In het organiseren van zorg en voorzieningen moet worden beseft dat dit voor veel zelfstandige ouderen geen doel maar een middel is. Het zelf kunnen bereiken van uiteenlopende voorzieningen vergroot de redzaamheid. Het achterliggende streven is niet om daarmee de dag door te komen zonder iemand om hulp te hoeven vragen, maar om vorm te kunnen geven aan een zinvolle daginvulling. En voor veel zelfstandig wonende ouderen geldt dat ze zelf actief zijn als vrijwilliger of binnen een vereniging. Zij komen niet om vermaakt of ondersteund te worden, maar om activiteiten te ontplooien en mensen te ontmoeten.
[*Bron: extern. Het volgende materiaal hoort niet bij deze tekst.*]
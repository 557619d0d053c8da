//! Tic-tac-toe board rendering.

use crate::app::{App, Focus};
use ratatui::{
    Frame,
    layout::{Alignment, Constraint, Direction, Layout, Rect},
    style::{Color, Modifier, Style},
    text::{Line, Span},
    widgets::{Block, Borders, Paragraph},
};
use tictactoe::{GameSnapshot, Player, Position, Square};

/// Renders the board with winning-line and cursor highlights.
pub fn render_board(frame: &mut Frame, area: Rect, app: &App) {
    let block = Block::default().borders(Borders::ALL).title("Board");
    let inner = block.inner(area);
    frame.render_widget(block, area);

    let board_area = center_rect(inner, 23, 11);
    let rows = Layout::default()
        .direction(Direction::Vertical)
        .constraints([
            Constraint::Length(3),
            Constraint::Length(1),
            Constraint::Length(3),
            Constraint::Length(1),
            Constraint::Length(3),
        ])
        .split(board_area);

    for row in 0..3 {
        render_row(frame, rows[row * 2], app, row);
        if row < 2 {
            render_separator(frame, rows[row * 2 + 1]);
        }
    }
}

fn render_row(frame: &mut Frame, area: Rect, app: &App, row: usize) {
    let cols = Layout::default()
        .direction(Direction::Horizontal)
        .constraints([
            Constraint::Length(7),
            Constraint::Length(1),
            Constraint::Length(7),
            Constraint::Length(1),
            Constraint::Length(7),
        ])
        .split(area);

    for col in 0..3 {
        if let Some(pos) = Position::from_row_col(row, col) {
            let cursor = app.focus() == Focus::Board && app.cursor() == pos;
            let cell = cell_span(app.snapshot(), pos, cursor, app.show_cell_numbers());
            // Center the symbol vertically in the 3-line cell.
            let text = vec![Line::default(), Line::from(cell)];
            frame.render_widget(
                Paragraph::new(text).alignment(Alignment::Center),
                cols[col * 2],
            );
        }
        if col < 2 {
            render_vertical_sep(frame, cols[col * 2 + 1]);
        }
    }
}

/// Symbol and style for one square.
pub fn cell_span(
    snapshot: &GameSnapshot,
    pos: Position,
    cursor: bool,
    show_number: bool,
) -> Span<'static> {
    let (text, mut style) = match snapshot.board().get(pos) {
        Square::Empty if show_number => (
            format!(" {} ", pos.index() + 1),
            Style::default().fg(Color::DarkGray),
        ),
        Square::Empty => ("   ".to_string(), Style::default()),
        Square::Occupied(Player::X) => (
            " X ".to_string(),
            Style::default().fg(Color::Blue).add_modifier(Modifier::BOLD),
        ),
        Square::Occupied(Player::O) => (
            " O ".to_string(),
            Style::default().fg(Color::Red).add_modifier(Modifier::BOLD),
        ),
    };
    if snapshot.is_winning_cell(pos) {
        style = style.bg(Color::Green).fg(Color::Black);
    }
    if cursor {
        style = style.add_modifier(Modifier::REVERSED);
    }
    Span::styled(text, style)
}

fn render_separator(frame: &mut Frame, area: Rect) {
    let sep = Paragraph::new("─".repeat(area.width as usize))
        .style(Style::default().fg(Color::DarkGray));
    frame.render_widget(sep, area);
}

fn render_vertical_sep(frame: &mut Frame, area: Rect) {
    let sep = Paragraph::new(vec![Line::from("│"); 3])
        .style(Style::default().fg(Color::DarkGray));
    frame.render_widget(sep, area);
}

fn center_rect(area: Rect, width: u16, height: u16) -> Rect {
    let horizontal = Layout::default()
        .direction(Direction::Horizontal)
        .constraints([
            Constraint::Length(area.width.saturating_sub(width) / 2),
            Constraint::Length(width),
            Constraint::Min(0),
        ])
        .split(area);
    Layout::default()
        .direction(Direction::Vertical)
        .constraints([
            Constraint::Length(area.height.saturating_sub(height) / 2),
            Constraint::Length(height),
            Constraint::Min(0),
        ])
        .split(horizontal[1])[1]
}

#[cfg(test)]
mod tests {
    use super::*;
    use tictactoe::Game;

    fn won() -> GameSnapshot {
        let mut game = Game::new();
        for pos in [
            Position::MiddleLeft,
            Position::TopLeft,
            Position::Center,
            Position::TopRight,
            Position::MiddleRight,
        ] {
            game.play(pos);
        }
        game.snapshot()
    }

    #[test]
    fn test_winning_cells_highlighted() {
        let snapshot = won();
        let span = cell_span(&snapshot, Position::Center, false, true);
        assert_eq!(span.content, " X ");
        assert_eq!(span.style.bg, Some(Color::Green));

        let span = cell_span(&snapshot, Position::TopLeft, false, true);
        assert_eq!(span.content, " O ");
        assert_eq!(span.style.bg, None);
    }

    #[test]
    fn test_empty_cells_show_numbers_when_enabled() {
        let snapshot = Game::new().snapshot();
        assert_eq!(cell_span(&snapshot, Position::BottomLeft, false, true).content, " 7 ");
        assert_eq!(cell_span(&snapshot, Position::BottomLeft, false, false).content, "   ");
    }

    #[test]
    fn test_cursor_reverses_style() {
        let snapshot = Game::new().snapshot();
        let span = cell_span(&snapshot, Position::Center, true, true);
        assert!(span.style.add_modifier.contains(Modifier::REVERSED));
    }
}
Misschien zelfs om een ander te ondersteunen. In de fijngevoelige zoektocht naar nieuwe exploitatiemodellen, programmering en inrichting van plinten in zorghuisvesting is het de kunst ruimte te scheppen voor een alledaagse omgeving.


Deze tekst is een bewerking van een hoofdstuk uit ‘Wonen Zonder Zorg(en)’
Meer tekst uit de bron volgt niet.